On the second issue, theoretical dialogue cannot be permitted to tip the balance between discovery of unfamiliar writings and the reinterpretation of generally familiar works. René Wellek’s statement in Chapel Hill in 1958 is still valid: “In literary scholarship theory, criticism, and history collaborate to achieve its central task,” he declared in “The Crisis of Comparative Literature.” In literary criticism related to the national literatures there is more and more writing about less and less. There has occurred an arbitrary sanctification of certain writers to the exclusion of others just as worthy or more so. Authors like Flaubert, Richardson, Proust, Joyce, Sade, Brecht, and more recently Bataille seem to have been wrung dry, when yet another structuralist exegesis or mythopoetic deconstruction comes along. And when these overladen works are submitted to what is called “intertextuality” the resulting relationships are promiscuous and too often devoid of intellectual responsibility, for they make no effort to ascertain the historical, cultural, or even psychological validity of the juxtapositions. The theory of intertextuality is quite the opposite of comparative study in spite of the inclusion of some of these intertextual operations in Conference programs under the heading of Comparative Literature. In the theoretical writing of isolated analyses of immanent textual relationships, the process does not validate itself with fertile demonstrations of creative influences or anti-influences but is content with rapid name-droppings that reinforce the collage character of the juxtapositions. In opposition to the communicating vessels of Comparative Literature studies, eminent new theoreticians, situating themselves within the discipline of Comparative Literature, are committed to the structuralist principle which, according to Genette, distinguishes itself by its lack of consideration for sources and motives.

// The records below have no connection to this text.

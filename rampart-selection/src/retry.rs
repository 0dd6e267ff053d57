use std::time::Duration;

use rampart_broker::ProviderError;
use rampart_config::SelectionConfig;

/// Exponential backoff policy for snapshot acquisition.
#[derive(Clone, Copy, Debug, PartialEq, Eq)]
pub struct RetryPolicy {
    retries: u32,
    base_delay: Duration,
}

impl RetryPolicy {
    /// At least one attempt is always made.
    #[must_use]
    pub fn new(retries: u32, base_delay: Duration) -> Self {
        Self {
            retries: retries.max(1),
            base_delay,
        }
    }

    #[must_use]
    pub fn from_config(config: &SelectionConfig) -> Self {
        Self::new(config.retries, config.base_delay())
    }

    #[must_use]
    pub fn retries(&self) -> u32 {
        self.retries
    }

    #[must_use]
    pub fn base_delay(&self) -> Duration {
        self.base_delay
    }

    /// Cool-down after failed attempt `attempt` (zero based): `base_delay * 2^attempt`.
    ///
    /// Returns `None` when the error is not transient or the attempt budget is spent, meaning
    /// the caller should stop retrying.
    #[must_use]
    pub fn delay_for(&self, attempt: u32, error: &ProviderError) -> Option<Duration> {
        if !error.is_transient() || attempt >= self.retries {
            return None;
        }
        let factor = 2_u32.checked_pow(attempt).unwrap_or(u32::MAX);
        Some(self.base_delay.saturating_mul(factor))
    }

    /// Sum of every cool-down when all attempts fail transiently.
    #[must_use]
    pub fn total_backoff(&self) -> Duration {
        let transient = ProviderError::Transport(String::new());
        (0..self.retries)
            .filter_map(|attempt| self.delay_for(attempt, &transient))
            .sum()
    }
}

impl Default for RetryPolicy {
    fn default() -> Self {
        Self::from_config(&SelectionConfig::default())
    }
}

#[cfg(test)]
mod tests {
    use super::*;

    #[test]
    fn delays_double_per_attempt() {
        let policy = RetryPolicy::new(3, Duration::from_secs(2));
        let err = ProviderError::Timeout("slow".into());
        assert_eq!(policy.delay_for(0, &err), Some(Duration::from_secs(2)));
        assert_eq!(policy.delay_for(1, &err), Some(Duration::from_secs(4)));
        assert_eq!(policy.delay_for(2, &err), Some(Duration::from_secs(8)));
        assert_eq!(policy.delay_for(3, &err), None);
        assert_eq!(policy.total_backoff(), Duration::from_secs(14));
    }

    #[test]
    fn permanent_errors_stop_immediately() {
        let policy = RetryPolicy::default();
        let err = ProviderError::Authentication("bad key".into());
        assert_eq!(policy.delay_for(0, &err), None);
    }

    #[test]
    fn zero_retries_still_attempts_once() {
        let policy = RetryPolicy::new(0, Duration::from_secs(1));
        assert_eq!(policy.retries(), 1);
    }

    #[test]
    fn large_attempts_saturate() {
        let policy = RetryPolicy::new(u32::MAX, Duration::from_secs(1));
        let err = ProviderError::Transport("reset".into());
        assert!(policy.delay_for(40, &err).is_some());
    }
}
impl MarketSnapshot {
    /// Recent closes for the requested timeframe (empty when not supplied).
    #[must_use]
    pub fn closes(&self, timeframe: Timeframe) -> &[Price] {
        self.closes
            .get(&timeframe)
            .map(Vec::as_slice)
            .unwrap_or_default()
    }
}

/// Indicator values computed by a signal provider for one close series.
#[derive(Clone, Copy, Debug, Deserialize, PartialEq, Serialize)]
pub struct IndicatorValues {
    pub rsi: f64,
    pub macd: f64,
    pub macd_signal: f64,
}

/// Inputs consumed by the volatility forecaster.
#[derive(Clone, Copy, Debug, Default, Deserialize, PartialEq, Serialize)]
pub struct VolatilityFeatures {
    pub quote_volume: f64,
    pub price_change: f64,
    pub rsi: f64,
    pub bollinger_width: f64,
}

/// Validated, immutable view of a market considered for trading in one selection cycle.
#[derive(Clone, Debug, PartialEq, Serialize)]
pub struct MarketCandidate {
    pub symbol: Symbol,
    pub active: bool,
    pub last_price: Price,
    pub quote_volume: f64,
    pub price_change_ratio: f64,
    pub bid: Price,
    pub ask: Price,
    pub spread: f64,
    pub volatility: BTreeMap<Timeframe, f64>,
    pub rsi: f64,
    pub macd: f64,
    pub macd_signal: f64,
}

impl MarketCandidate {
    /// Volatility for one timeframe, zero when the timeframe was not observed.
    #[must_use]
    pub fn volatility(&self, timeframe: Timeframe) -> f64 {
        self.volatility.get(&timeframe).copied().unwrap_or(0.0)
    }

    /// Sum of the 1h and 4h volatilities used by the volatility ranking.
    #[must_use]
    pub fn short_term_volatility(&self) -> f64 {
        self.volatility(Timeframe::OneHour) + self.volatility(Timeframe::FourHours)
    }

    /// Largest volatility over all observed timeframes.
    #[must_use]
    pub fn peak_volatility(&self) -> f64 {
        self.volatility.values().copied().fold(0.0, f64::max)
    }

    /// Positive-trend condition shared by every selection mode.
    #[must_use]
    pub fn is_trending_up(&self, rsi_floor: f64) -> bool {
        self.rsi > rsi_floor && self.macd > self.macd_signal
    }
}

Many names have been given to our era; one of those I like best is Nathalie Sarraute’s “L’Ere du Soupçon.” Another fitting one might be “L’Ere du Collage.” Collage is the breakdown of interrelationships on all levels, whether ethnic, familial or societal. In the view of the late Roland Barthes, literature is part of that collage. It has no corporal, historical continuity but is the complex graph of the practice of writing. That is the lesson he preached on his entry into the College de France. Caution, it appears, must be taken to avoid the detection of “source” or “influence,” lest we fall into what Barthes has called “the myth of filiation.” But without that sense of filiation we might as well forget Comparative Literature. These intertextual investigations result in a paradoxical situation: fragmentation of knowledge in the very process of searching for a system. A monotonous chiming of “how does it function” never seems to come to grips with its own methodology of mythopoetic viewing of literature. Because if indeed, as some would have us believe, literature is only a complicated form of mythology, the identification of a myth demands the study of interrelationships of events and ensuing works, preliminary to the establishment of the collective base of a typology. The distancing of authors held together by natural associations and the substitution of forced juxtapositions to demonstrate an a priori theory rob literature of its coordinated contents. Let us be reminded of the observation of Northrop Frye in his article, “Literature as Context: Milton’s Lycidas,” which appears in the proceedings of that first meeting of the ICLA in Chapel Hill in 1958: “Where there is comparison there must be some standard by which we can distinguish what is actually comparable from what is analogous. You cannot just lump together an octopus and a spider and a string quartet.”

SOURCE: Balakian, Anna. “How and Why I Became a Comparatist,” in Building a Profession: Autobiographical Perspectives on the History of Comparative Literature in the United States, edited by Lionel Gossman and Mihai I. Spariosu (Albany, NY: State University of New York Press, 1994), pp. 75-87; this excerpt, pp. 84-85.